What the exercise asks:
While reading through the material below, copy each line that holds the word "PitchEstimate".
BEGIN
use serde::{Deserialize, Serialize};

pub const SILENCE_PHONEME: &str = "SP";

#[derive(Debug, Clone)]
pub struct AudioInput {
    pub sample_rate_hz: u32,
    /// Mono samples in [-1, 1].
    pub samples: Vec<f32>,
}

impl AudioInput {
    pub fn new(sample_rate_hz: u32, samples: Vec<f32>) -> Self {
        Self {
            sample_rate_hz,
            samples,
        }
    }

    pub fn duration_sec(&self) -> f64 {
        if self.sample_rate_hz == 0 {
            return 0.0;
        }
        self.samples.len() as f64 / self.sample_rate_hz as f64
    }
}

#[derive(Debug, Clone, PartialEq, Eq)]
pub struct PhonemeSequence {
    pub phonemes: Vec<String>,
    /// Source word for each phoneme; `None` marks a silence boundary.
    pub word_index: Vec<Option<usize>>,
    pub words: Vec<String>,
}

impl PhonemeSequence {
    pub fn len(&self) -> usize {
        self.phonemes.len()
    }

    pub fn is_empty(&self) -> bool {
        self.phonemes.is_empty()
    }
}

/// One aligned phoneme as reported by the external frame aligner.
#[derive(Debug, Clone, PartialEq)]
pub struct PhonemeSpan {
    pub phoneme: String,
    pub start: f64,
    pub end: f64,
}

impl PhonemeSpan {
    pub fn new(phoneme: impl Into<String>, start: f64, end: f64) -> Self {
        Self {
            phoneme: phoneme.into(),
            start,
            end,
        }
    }
}

#[derive(Debug, Clone, PartialEq, Serialize, Deserialize)]
pub struct AsrWord {
    pub word: String,
    pub start: f64,
    pub end: f64,
}

#[derive(Debug, Clone, PartialEq, Serialize, Deserialize)]
pub struct AsrSegment {
    pub text: String,
    pub start: f64,
    pub end: f64,
    #[serde(default)]
    pub words: Vec<AsrWord>,
}

#[derive(Debug, Clone, Copy, PartialEq, Serialize, Deserialize)]
pub struct SpeechInterval {
    pub start: f64,
    pub end: f64,
}

#[derive(Debug, Clone, Copy, PartialEq)]
pub struct F0Frame {
    pub frequency_hz: f32,
    /// Periodicity / voicing confidence in [0, 1].
    pub confidence: f32,
}

#[derive(Debug, Clone, PartialEq, Serialize, Deserialize)]
pub struct PitchEstimate {
    #[serde(rename = "pitch")]
    pub hz: f32,
    pub note: String,
    pub midi: u8,
}

impl PitchEstimate {
    pub fn unvoiced() -> Self {
        Self {
            hz: 0.0,
            note: String::new(),
            midi: 0,
        }
    }
}

#[derive(Debug, Clone, PartialEq, Default, Serialize, Deserialize)]
pub struct Prosody {
    #[serde(default, skip_serializing_if = "Option::is_none")]
    pub energy: Option<f32>,
    #[serde(default, skip_serializing_if = "Option::is_none")]
    pub energy_curve: Option<Vec<f32>>,
    #[serde(flatten)]
    pub pitch: Option<PitchEstimate>,
    #[serde(default, skip_serializing_if = "Option::is_none")]
    pub voiced: Option<f32>,
}

#[derive(Debug, Clone, PartialEq, Serialize, Deserialize)]
pub struct Word {
    pub text: String,
    pub start_time: f64,
    pub end_time: f64,
    #[serde(flatten)]
    pub prosody: Prosody,
}

impl Word {
    pub fn new(text: impl Into<String>, start_time: f64, end_time: f64) -> Self {
        Self {
            text: text.into(),
            start_time,
            end_time,
            prosody: Prosody::default(),
        }
    }

    pub fn duration(&self) -> f64 {
        self.end_time - self.start_time
    }
}

#[derive(Debug, Clone, PartialEq, Serialize, Deserialize)]
pub struct Line {
    pub text: String,
    pub start_time: f64,
    pub end_time: f64,
    pub words: Vec<Word>,
}

impl Line {
    /// Builds a line whose span is taken from its first and last word.
    pub fn from_words(text: impl Into<String>, words: Vec<Word>) -> Self {
        let start_time = words.first().map(|w| w.start_time).unwrap_or(0.0);
        let end_time = words.last().map(|w| w.end_time).unwrap_or(start_time);
        Self {
            text: text.into(),
            start_time,
            end_time,
            words,
        }
    }

    pub fn duration(&self) -> f64 {
        self.end_time - self.start_time
    }

    pub(crate) fn sync_span_from_words(&mut self) {
        if let (Some(first), Some(last)) = (self.words.first(), self.words.last()) {
            self.start_time = first.start_time;
            self.end_time = last.end_time;
        }
    }
}

/// Word produced by acoustic alignment, still tagged with its position in the
/// phonemized word list so gaps can be filled by the caller.
#[derive(Debug, Clone, PartialEq)]
pub struct AlignedWord {
    pub index: usize,
    pub word: Word,
}

#[derive(Debug, Clone, Copy, PartialEq, Eq, Hash, Serialize, Deserialize)]
#[serde(rename_all = "snake_case")]
pub enum CascadeStage {
    AcousticAlign,
    AsrReconcile,
    ProportionalDistribute,
}

impl CascadeStage {
    pub fn as_str(self) -> &'static str {
        match self {
            Self::AcousticAlign => "acoustic_align",
            Self::AsrReconcile => "asr_reconcile",
            Self::ProportionalDistribute => "proportional_distribute",
        }
    }

    pub fn next(self) -> Option<Self> {
        match self {
            Self::AcousticAlign => Some(Self::AsrReconcile),
            Self::AsrReconcile => Some(Self::ProportionalDistribute),
            Self::ProportionalDistribute => None,
        }
    }
}

#[derive(Debug, Clone, PartialEq, Serialize)]
pub struct SyncOutput {
    pub lyrics: Vec<Line>,
    pub full_text: String,
    pub language: String,
    pub duration: f64,
    #[serde(skip_serializing_if = "Option::is_none")]
    pub stage: Option<CascadeStage>,
}
use crate::alignment::audio_boundaries::detect_vocal_range;
use crate::config::CascadeConfig;
use crate::error::SyncError;
use crate::lyrics::distribute_words;
use crate::reconcile::{split_proportional, unit_weight};
use crate::types::{AudioInput, CascadeStage, Line};

#[derive(Debug, Clone, PartialEq)]
pub struct CascadeOutcome {
    pub lines: Vec<Line>,
    pub stage: CascadeStage,
}

/// Walks `AcousticAlign → AsrReconcile → ProportionalDistribute`, trying
/// each stage once. `attempt` runs the model-backed stages and returns
/// `Ok(None)` when a stage has nothing to offer. The terminal stage is
/// computed here and always yields one line per lyric line.
pub fn run_cascade<F>(
    lines: &[String],
    audio: &AudioInput,
    config: &CascadeConfig,
    mut attempt: F,
) -> Result<CascadeOutcome, SyncError>
where
    F: FnMut(CascadeStage) -> Result<Option<Vec<Line>>, SyncError>,
{
    let mut stage = CascadeStage::AcousticAlign;
    loop {
        if stage == CascadeStage::ProportionalDistribute {
            return Ok(CascadeOutcome {
                lines: proportional_lines(lines, audio, config),
                stage,
            });
        }
        match attempt(stage) {
            Ok(Some(result)) if !result.is_empty() => {
                tracing::info!(
                    stage = stage.as_str(),
                    lines = result.len(),
                    "cascade stage accepted"
                );
                return Ok(CascadeOutcome {
                    lines: result,
                    stage,
                });
            }
            Ok(_) => {
                tracing::info!(
                    stage = stage.as_str(),
                    "cascade stage produced nothing; escalating"
                );
            }
            Err(SyncError::Cancelled) => return Err(SyncError::Cancelled),
            Err(err) if err.is_fatal() => return Err(err),
            Err(err) => {
                tracing::warn!(stage = stage.as_str(), error = %err, "cascade stage failed");
            }
        }
        stage = match stage.next() {
            Some(next) => next,
            None => CascadeStage::ProportionalDistribute,
        };
    }
}

/// Spreads lyric lines over the vocal range by unit count and their words
/// inside each line the same way.
pub fn proportional_lines(
    lines: &[String],
    audio: &AudioInput,
    config: &CascadeConfig,
) -> Vec<Line> {
    if lines.is_empty() {
        return Vec::new();
    }
    let duration = audio.duration_sec();
    let (start, end) = if duration > 0.0 {
        detect_vocal_range(
            &audio.samples,
            audio.sample_rate_hz,
            config.vocal_range_hop_sec,
            config.vocal_range_ratio,
        )
        .unwrap_or((0.0, duration))
    } else {
        (0.0, config.fallback_line_sec * lines.len() as f64)
    };
    tracing::info!(
        start = format!("{start:.2}"),
        end = format!("{end:.2}"),
        lines = lines.len(),
        "proportional distribution"
    );

    let weights: Vec<usize> = lines.iter().map(|l| unit_weight(l)).collect();
    lines
        .iter()
        .zip(split_proportional(start, end, &weights))
        .map(|(text, (s, e))| Line::from_words(text.as_str(), distribute_words(text, s, e)))
        .collect()
}
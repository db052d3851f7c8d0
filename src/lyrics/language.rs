fn is_hangul(c: char) -> bool {
    ('\u{AC00}'..='\u{D7AF}').contains(&c)
}

fn is_kana(c: char) -> bool {
    ('\u{3040}'..='\u{30FF}').contains(&c)
}

/// Picks the lyric language code. An explicit hint always wins; otherwise
/// Hangul in the title or artist, then the script mix of the text decide.
pub fn detect_language(
    text: &str,
    hint: Option<&str>,
    title: Option<&str>,
    artist: Option<&str>,
) -> String {
    if let Some(hint) = hint.map(str::trim).filter(|h| !h.is_empty()) {
        return hint.to_string();
    }
    if [title, artist]
        .into_iter()
        .flatten()
        .any(|meta| meta.chars().any(is_hangul))
    {
        return "ko".to_string();
    }

    let mut total = 0usize;
    let mut hangul = 0usize;
    let mut kana = 0usize;
    for c in text.chars().filter(|c| !c.is_whitespace()) {
        total += 1;
        if is_hangul(c) {
            hangul += 1;
        } else if is_kana(c) {
            kana += 1;
        }
    }
    if total > 0 {
        let total = total as f64;
        if hangul as f64 / total > 0.2 {
            return "ko".to_string();
        }
        if kana as f64 / total > 0.2 {
            return "ja".to_string();
        }
    }
    "en".to_string()
}

#[cfg(test)]
mod tests {
    use super::*;

    #[test]
    fn hint_wins() {
        assert_eq!(detect_language("사랑해", Some("ja"), None, None), "ja");
        assert_eq!(detect_language("사랑해", Some("  "), None, None), "ko");
    }

    #[test]
    fn hangul_metadata_means_korean() {
        assert_eq!(
            detect_language("baby baby", None, Some("사랑"), None),
            "ko"
        );
        assert_eq!(
            detect_language("baby baby", None, Some("Love"), Some("아이유")),
            "ko"
        );
    }

    #[test]
    fn script_share_decides() {
        assert_eq!(detect_language("oh baby 사랑해", None, None, None), "ko");
        assert_eq!(detect_language("あいしてる forever", None, None, None), "ja");
        assert_eq!(
            detect_language("this line has only one 한 syllable", None, None, None),
            "en"
        );
        assert_eq!(detect_language("", None, None, None), "en");
    }
}
//! Tag (the type, or "code", carried by an annotation).

use std::collections::HashMap;

use uuid::Uuid;

use crate::support::{encode_color, timestamp};
use crate::tagset::Property;

/// Reserved property name carrying a tag's display colour as a decimal
/// string.
pub const PROP_DISPLAY_COLOR: &str = "catma_displaycolor";
/// Reserved property name carrying the author who created the markup.
pub const PROP_MARKUP_AUTHOR: &str = "catma_markupauthor";

/// A CATMA Tag: the type or "code" of an [`Annotation`](crate::Annotation).
///
/// `parent` is a back-reference, not ownership: it stores the parent tag's
/// UUID, resolved against the owning [`Tagset`](crate::Tagset)'s tag map
/// rather than held as a direct reference, so tags stay simple, acyclic-by-
/// construction values.
#[derive(Debug, Clone)]
pub struct Tag {
    pub uuid: Uuid,
    pub name: String,
    pub version: String,
    pub parent: Option<Uuid>,
    pub color: i64,
    pub properties: HashMap<String, Property>,
}

impl Tag {
    /// Creates a new root tag (no parent) with a random colour and the two
    /// reserved properties pre-populated.
    pub fn new(name: impl Into<String>, author: impl Into<String>) -> Self {
        Self::with_uuid(Uuid::new_v4(), name, None, author, None)
    }

    /// Creates a tag with explicit identity, as read back from a stand-off
    /// file.
    pub fn with_uuid(
        uuid: Uuid,
        name: impl Into<String>,
        parent: Option<Uuid>,
        author: impl Into<String>,
        color: Option<i64>,
    ) -> Self {
        let name = name.into();
        let color = color.unwrap_or_else(random_color);

        let mut tag = Self {
            uuid,
            name,
            version: timestamp(),
            parent,
            color,
            properties: HashMap::new(),
        };

        tag.add_or_update_property(PROP_DISPLAY_COLOR, &color.to_string(), None, false);
        tag.add_or_update_property(PROP_MARKUP_AUTHOR, &author.into(), None, false);

        tag
    }

    /// Adds a property value, creating the property if it does not exist
    /// yet. When `adhoc` is `false` the value is also recorded as a proposed
    /// value on the tag (deduplicated); when `true` it is contributed by an
    /// annotation ad hoc and does not alter the tag's proposed-value list.
    pub fn add_or_update_property(
        &mut self,
        name: &str,
        value: &str,
        property_uuid: Option<Uuid>,
        adhoc: bool,
    ) {
        match self.properties.get_mut(name) {
            Some(prop) => {
                if !adhoc {
                    prop.add_value(value);
                }
            }
            None => {
                let mut values = Vec::new();
                if !adhoc {
                    values.push(value.to_owned());
                }
                let prop = match property_uuid {
                    Some(id) => Property::with_uuid(id, name, values),
                    None => Property::new(name, values),
                };
                self.properties.insert(name.to_owned(), prop);
            }
        }
    }

    /// Inserts an already-built property definition, replacing any existing
    /// property of the same name.
    pub fn add_property(&mut self, property: Property) {
        self.properties.insert(property.name.clone(), property);
    }

    /// The tag's hierarchy path within its tagset, e.g. `/root-name/tag-name`.
    /// `resolve_parent` looks up a tag by UUID within the owning tagset.
    pub fn path(&self, resolve_parent: &dyn Fn(Uuid) -> Option<Tag>) -> String {
        match self.parent.and_then(|id| resolve_parent(id)) {
            Some(parent) => format!("{}/{}", parent.path(resolve_parent), self.name),
            None => format!("/{}", self.name),
        }
    }
}

/// Default tag colour source. `uuid` is already a dependency, so a fresh
/// v4 UUID's first three bytes give three independent random channels
/// without requiring a `rand` dependency the rest of the crate has no other
/// use for.
fn random_color() -> i64 {
    let bytes = *Uuid::new_v4().as_bytes();
    encode_color(bytes[0], bytes[1], bytes[2])
}

#[cfg(test)]
mod tests {
    use super::*;

    #[test]
    fn new_tag_has_reserved_properties() {
        let tag = Tag::new("person", "jane");
        assert!(tag.properties.contains_key(PROP_DISPLAY_COLOR));
        assert!(tag.properties.contains_key(PROP_MARKUP_AUTHOR));
        assert_eq!(
            tag.properties[PROP_MARKUP_AUTHOR].values,
            vec!["jane".to_owned()]
        );
    }

    #[test]
    fn root_path_has_no_parent_segment() {
        let tag = Tag::new("person", "jane");
        assert_eq!(tag.path(&|_| None), "/person");
    }

    #[test]
    fn nested_path_prefixes_parent_name() {
        let parent = Tag::new("entity", "jane");
        let mut child = Tag::new("person", "jane");
        child.parent = Some(parent.uuid);

        let parent_clone = parent.clone();
        let path = child.path(&move |id| {
            if id == parent_clone.uuid {
                Some(parent_clone.clone())
            } else {
                None
            }
        });
        assert_eq!(path, "/entity/person");
    }

    #[test]
    fn adhoc_property_value_does_not_persist_on_tag() {
        let mut tag = Tag::new("person", "jane");
        tag.add_or_update_property("nationality", "french", None, true);
        assert!(tag.properties["nationality"].values.is_empty());
    }
}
END
Solution to the problem:
pub struct PitchEstimate {
impl PitchEstimate {
    pub pitch: Option<PitchEstimate>,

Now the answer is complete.